Where does the word "Type" show up in the records? Copy every line that holds it.

=== Stored items from a collection ===
.....

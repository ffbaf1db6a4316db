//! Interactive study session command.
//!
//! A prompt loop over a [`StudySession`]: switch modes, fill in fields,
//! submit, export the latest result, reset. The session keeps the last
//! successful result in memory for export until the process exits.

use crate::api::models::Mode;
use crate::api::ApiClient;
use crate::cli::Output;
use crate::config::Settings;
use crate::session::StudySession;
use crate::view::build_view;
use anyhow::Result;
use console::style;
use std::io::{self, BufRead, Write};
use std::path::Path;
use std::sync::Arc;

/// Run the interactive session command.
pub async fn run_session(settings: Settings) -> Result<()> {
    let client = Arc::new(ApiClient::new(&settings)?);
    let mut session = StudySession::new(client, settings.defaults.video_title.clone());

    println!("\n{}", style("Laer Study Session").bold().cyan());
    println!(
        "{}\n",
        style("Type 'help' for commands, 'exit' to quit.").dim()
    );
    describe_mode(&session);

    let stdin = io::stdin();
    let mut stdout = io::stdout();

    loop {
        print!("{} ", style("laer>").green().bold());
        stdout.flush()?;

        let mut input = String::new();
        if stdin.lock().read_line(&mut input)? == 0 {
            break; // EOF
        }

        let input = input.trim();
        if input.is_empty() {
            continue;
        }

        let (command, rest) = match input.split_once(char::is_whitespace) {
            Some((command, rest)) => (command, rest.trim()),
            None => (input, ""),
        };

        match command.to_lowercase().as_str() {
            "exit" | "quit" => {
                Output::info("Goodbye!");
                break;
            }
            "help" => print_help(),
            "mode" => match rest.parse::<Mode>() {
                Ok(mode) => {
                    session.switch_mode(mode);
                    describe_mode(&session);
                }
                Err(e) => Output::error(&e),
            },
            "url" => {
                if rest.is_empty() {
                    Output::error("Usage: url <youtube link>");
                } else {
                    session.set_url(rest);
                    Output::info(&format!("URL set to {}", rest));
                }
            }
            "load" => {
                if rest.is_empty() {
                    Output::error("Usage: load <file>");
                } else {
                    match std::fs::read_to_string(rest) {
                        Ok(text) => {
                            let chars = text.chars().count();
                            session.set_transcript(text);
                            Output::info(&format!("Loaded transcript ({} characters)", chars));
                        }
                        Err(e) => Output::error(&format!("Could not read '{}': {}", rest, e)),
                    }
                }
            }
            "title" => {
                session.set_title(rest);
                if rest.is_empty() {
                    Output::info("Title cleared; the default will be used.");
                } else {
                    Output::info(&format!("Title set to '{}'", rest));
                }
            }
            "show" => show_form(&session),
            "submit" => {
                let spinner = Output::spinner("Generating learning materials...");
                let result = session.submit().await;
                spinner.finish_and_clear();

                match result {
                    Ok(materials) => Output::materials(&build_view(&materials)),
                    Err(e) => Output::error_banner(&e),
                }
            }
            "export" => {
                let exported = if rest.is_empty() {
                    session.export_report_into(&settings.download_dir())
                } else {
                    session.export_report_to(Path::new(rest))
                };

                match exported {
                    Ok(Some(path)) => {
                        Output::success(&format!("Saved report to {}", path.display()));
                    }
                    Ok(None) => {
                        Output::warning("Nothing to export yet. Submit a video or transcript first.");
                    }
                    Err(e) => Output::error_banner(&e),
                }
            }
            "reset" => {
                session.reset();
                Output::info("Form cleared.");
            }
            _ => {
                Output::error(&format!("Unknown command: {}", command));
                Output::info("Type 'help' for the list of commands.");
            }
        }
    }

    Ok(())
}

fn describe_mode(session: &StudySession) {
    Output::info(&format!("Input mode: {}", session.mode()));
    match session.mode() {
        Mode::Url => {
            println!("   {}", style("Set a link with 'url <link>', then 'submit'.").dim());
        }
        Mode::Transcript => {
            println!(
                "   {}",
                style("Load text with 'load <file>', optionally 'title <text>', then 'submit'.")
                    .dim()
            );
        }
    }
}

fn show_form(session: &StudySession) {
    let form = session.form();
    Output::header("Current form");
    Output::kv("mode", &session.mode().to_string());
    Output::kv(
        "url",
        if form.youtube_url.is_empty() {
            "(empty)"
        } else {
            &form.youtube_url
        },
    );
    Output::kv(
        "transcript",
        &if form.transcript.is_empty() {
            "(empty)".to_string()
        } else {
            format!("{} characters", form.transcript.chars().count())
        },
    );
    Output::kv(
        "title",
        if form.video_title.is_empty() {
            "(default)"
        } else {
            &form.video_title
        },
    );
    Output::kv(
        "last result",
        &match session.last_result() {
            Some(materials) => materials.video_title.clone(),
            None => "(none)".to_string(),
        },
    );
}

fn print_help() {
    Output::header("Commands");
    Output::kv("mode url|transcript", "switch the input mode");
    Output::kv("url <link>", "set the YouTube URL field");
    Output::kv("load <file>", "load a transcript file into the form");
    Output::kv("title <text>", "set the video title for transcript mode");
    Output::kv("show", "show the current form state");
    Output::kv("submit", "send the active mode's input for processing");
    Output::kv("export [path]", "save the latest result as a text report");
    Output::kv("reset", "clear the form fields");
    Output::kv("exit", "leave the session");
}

.....

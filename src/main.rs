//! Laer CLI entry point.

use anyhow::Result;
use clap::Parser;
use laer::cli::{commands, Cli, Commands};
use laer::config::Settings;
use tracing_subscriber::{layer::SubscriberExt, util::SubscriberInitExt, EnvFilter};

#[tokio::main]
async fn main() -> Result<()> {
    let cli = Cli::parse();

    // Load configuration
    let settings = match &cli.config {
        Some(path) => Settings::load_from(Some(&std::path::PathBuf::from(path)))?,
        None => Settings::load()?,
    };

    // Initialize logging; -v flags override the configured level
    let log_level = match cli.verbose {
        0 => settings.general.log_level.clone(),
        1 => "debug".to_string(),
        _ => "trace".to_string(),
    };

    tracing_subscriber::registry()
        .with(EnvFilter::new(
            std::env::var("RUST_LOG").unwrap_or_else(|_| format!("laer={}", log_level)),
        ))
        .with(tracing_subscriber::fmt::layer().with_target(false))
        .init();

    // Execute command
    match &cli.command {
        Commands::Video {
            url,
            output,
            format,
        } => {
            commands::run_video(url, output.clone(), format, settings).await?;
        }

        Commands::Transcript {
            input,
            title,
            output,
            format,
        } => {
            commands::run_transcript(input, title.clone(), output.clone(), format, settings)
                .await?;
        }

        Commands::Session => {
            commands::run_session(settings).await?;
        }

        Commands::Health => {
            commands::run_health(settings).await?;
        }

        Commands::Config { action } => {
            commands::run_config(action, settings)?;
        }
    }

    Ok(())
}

.....

=== ANSWER SECTION ===
        style("Type 'help' for commands, 'exit' to quit.").dim()
                Output::info("Type 'help' for the list of commands.");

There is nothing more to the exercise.